Following these steps. NLB annotations:
annotations:
...
service.beta.kubernetes.io/aws-load-balancer-ssl-ports: 'https'
service.beta.kubernetes.io/aws-load-balancer-ssl-cert: xxx
...
Generate a self-signed certificate:
openssl req -x509 -sha256 -nodes -newkey rsa:2048 -subj "/O=devopsvn.tech/CN=devopsvn.tech" -keyout devopsvn.tech.key -out devopsvn.tech.crt
Generate a certificate signing request (CSR):
openssl req -out sub.devopsvn.tech.csr -newkey rsa:2048 -nodes -keyout sub.devopsvn.tech.key -subj "/CN=sub.devopsvn.tech/O=sub.devopsvn.tech"

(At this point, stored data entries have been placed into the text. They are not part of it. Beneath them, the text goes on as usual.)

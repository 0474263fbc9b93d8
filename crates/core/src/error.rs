//! Error types for the splice domain.
//!
//! Uses `thiserror` for ergonomic error definitions.
//! Each bounded context has its own error variant.

use thiserror::Error;

/// The top-level error type for all splice operations.
#[derive(Debug, Error)]
pub enum Error {
    // --- Backend errors ---
    #[error("Backend error: {0}")]
    Backend(#[from] BackendError),

    // --- Reassembly errors ---
    #[error("Reassembly error: {0}")]
    Reassembly(#[from] ReassemblyError),

    // --- Configuration errors ---
    #[error("Configuration error: {message}")]
    Config { message: String },

    // --- Serialization ---
    #[error("Serialization error: {0}")]
    Serialization(#[from] serde_json::Error),

    // --- I/O ---
    #[error("I/O error: {0}")]
    Io(#[from] std::io::Error),

    // --- Generic ---
    #[error("Internal error: {0}")]
    Internal(String),
}

/// Result type alias using our Error.
pub type Result<T> = std::result::Result<T, Error>;

// --- Bounded context errors ---

/// Failures reported by a Backend Client. Every variant is a transport
/// failure: fatal for the reassembly operation that observed it.
#[derive(Debug, Clone, Error)]
pub enum BackendError {
    #[error("API request failed: {message} (status: {status_code})")]
    ApiError { status_code: u16, message: String },

    #[error("Rate limited by backend, retry after {retry_after_secs}s")]
    RateLimited { retry_after_secs: u64 },

    #[error("Authentication failed: {0}")]
    AuthenticationFailed(String),

    #[error("Backend not configured: {0}")]
    NotConfigured(String),

    #[error("Request timed out: {0}")]
    Timeout(String),

    #[error("Network error: {0}")]
    Network(String),

    #[error("Invalid backend response: {0}")]
    InvalidResponse(String),

    #[error("Backend has no more responses: {0}")]
    Exhausted(String),
}

impl BackendError {
    /// Whether another backend could plausibly serve the same request.
    pub fn is_transient(&self) -> bool {
        match self {
            Self::Timeout(_) | Self::RateLimited { .. } | Self::Network(_) => true,
            Self::ApiError { status_code, .. } => *status_code >= 500,
            Self::AuthenticationFailed(_)
            | Self::NotConfigured(_)
            | Self::InvalidResponse(_)
            | Self::Exhausted(_) => false,
        }
    }
}

#[derive(Debug, Clone, Error)]
pub enum ReassemblyError {
    #[error("Transport failure: {0}")]
    Transport(#[from] BackendError),

    #[error("Reassembly cancelled after {rounds} round(s)")]
    Cancelled { rounds: u32 },

    #[error("Invalid request: {0}")]
    InvalidRequest(String),
}

impl ReassemblyError {
    /// Whether this error came from the Backend Client rather than the driver.
    pub fn is_transport(&self) -> bool {
        matches!(self, Self::Transport(_))
    }
}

Sign the CSR with the self-signed certificate:
openssl x509 -req -CA devopsvn.tech.crt -CAkey devopsvn.tech.key -set_serial 0 -in sub.devopsvn.tech.csr -out sub.devopsvn.tech.crt
Create secret:
kubectl create secret tls tls-cert --key=sub.devopsvn.tech.key --cert=sub.devopsvn.tech.crt -n istio-system
Istio Gateway config:
apiVersion: networking.istio.io/v1beta1
kind: Gateway
metadata:
name: istio-gateway
spec:
selector:
istio: istio-gateway
servers:
- port:
number: 443
name: https
protocol: HTTPS
tls:
mode: SIMPLE
credentialName: tls-cert
hosts:
- "*"
Create a new TargetGroup with the TLS protocol
Using TargetGroupBinding to bind the a TargetGroup to NLB.
Upvotes: 1
Reputation: 91
Your service annotation already correct what is mising is to change istio gateway port 443 to HTTP
apiVersion: networking.istio.io/v1beta1
kind: Gateway
metadata:
name: http-gateway-external
namespace: istio-ingress
spec:
selector:
istio: gateway-external
servers:
- hosts:
- '*'
port:
name: http
number: 80
protocol: HTTP
- hosts:
- '*'
port:
name: https
number: 443
protocol: HTTP # Change from HTTPS to HTTP
Upvotes: 0
Reputation: 1344
Probably, what is happening is that if you terminate TLS on the load balancer it won't carry SNI to the target group. I had the exact same issue and I ended up solving it by setting the host as '*'
on the ingress Gateway
and then specifying the hosts on the different VirtualService
s (as recommended here and also on istio's official docs).